The background of the project, mystified through the title, is the author's attempt to reach consensus with the unconscious. Having invented a recipe for a new candy “Bird's Milk" in 1936, the Polish confectioners decided to christen it with the ancient Greeks' paradoxical expression. In the ancient times the “bird's milk" that doesn't exist in nature meant an incredible thing that is the limit of all desires – a thing that is almost impossible to obtain.

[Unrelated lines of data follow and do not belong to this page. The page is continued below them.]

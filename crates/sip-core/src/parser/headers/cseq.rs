use crate::error::ParseError;
use crate::parser::chars::{digits, token};
use crate::parser::lexer::Lexer;
use crate::types::cseq::CSeq;
use crate::types::header::HeaderValue;
use crate::types::method::Method;

/// `CSeq: 1*DIGIT LWS Method`
pub fn parse_cseq(lx: &mut Lexer<'_>) -> Result<HeaderValue, ParseError> {
    let start = lx.offset();
    let seq = lx.scan_text(digits, "sequence number")?;
    let seq = seq
        .parse::<u32>()
        .ok()
        .filter(|n| *n <= CSeq::MAX_SEQ)
        .ok_or_else(|| ParseError::grammar(lx.input(), start, format!("sequence number '{}' out of range", seq)))?;

    let before_method = lx.offset();
    lx.skip_ws();
    if lx.offset() == before_method {
        return Err(lx.grammar_error("expected whitespace before method"));
    }
    let method_start = lx.offset();
    let method = lx.scan_text(token, "method")?;
    let method = method
        .parse::<Method>()
        .map_err(|e| ParseError::grammar(lx.input(), method_start, e.to_string()))?;
    Ok(HeaderValue::CSeq(CSeq::new(seq, method)))
}

#[cfg(test)]
mod tests {
    use super::*;
    use crate::error::ParseErrorKind;

    #[test]
    fn parses_number_and_method() {
        let mut lx = Lexer::new("314159 INVITE");
        assert_eq!(parse_cseq(&mut lx).unwrap(), HeaderValue::CSeq(CSeq::new(314159, Method::Invite)));
        let mut lx = Lexer::new("7 X-CUSTOM");
        assert_eq!(
            parse_cseq(&mut lx).unwrap(),
            HeaderValue::CSeq(CSeq::new(7, Method::Extension("X-CUSTOM".into())))
        );
    }

    #[test]
    fn rejects_oversized_sequence() {
        let mut lx = Lexer::new("4294967296 INVITE");
        assert_eq!(parse_cseq(&mut lx).unwrap_err().kind, ParseErrorKind::Grammar);
        let mut lx = Lexer::new("2147483648 BYE");
        assert!(parse_cseq(&mut lx).is_err());
    }

    #[test]
    fn method_is_required() {
        let mut lx = Lexer::new("12");
        assert!(parse_cseq(&mut lx).is_err());
    }
}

As a result of a free artist's experiment with paint the Other World emerges, where the ancient and the new times' mythical creatures coexist quite peacefully. Having lost all her romantic appeal and even clothing and skin, Shakespeare's Ophelia is crying for help quite like a character from American comics. But Batman, dismantled and pinned to a wall, isn't likely to save the beauty. The laws of life and death are strict: Ophelia must turn into ice, and Lilies-of-the-valley must grow through human bodies. From the chaos of zoomorphic images emerge compositions of old (Living Water) and modern (Turistas) fairy-tales, there human exist only to merge with the nature and are almost impossible to distinguish from the creatures that prey on them – Chupacabra and space aliens.
Becoming more and more primitive, toothed monsters (Aeronauts) fail to scare, which makes a grown-up that just dove into childhood, return to the rational everyday. The artist takes on a role of a charlatan, because instead of the promised full-blooded childhood horrors, it is only their outer shells that end up on the spectator's plate – illusive phantoms of dreams that are quick to dissolve in the morning. It seems that Oleksandr Korol's art therapy in Ya Gallery art center is successful this time as well.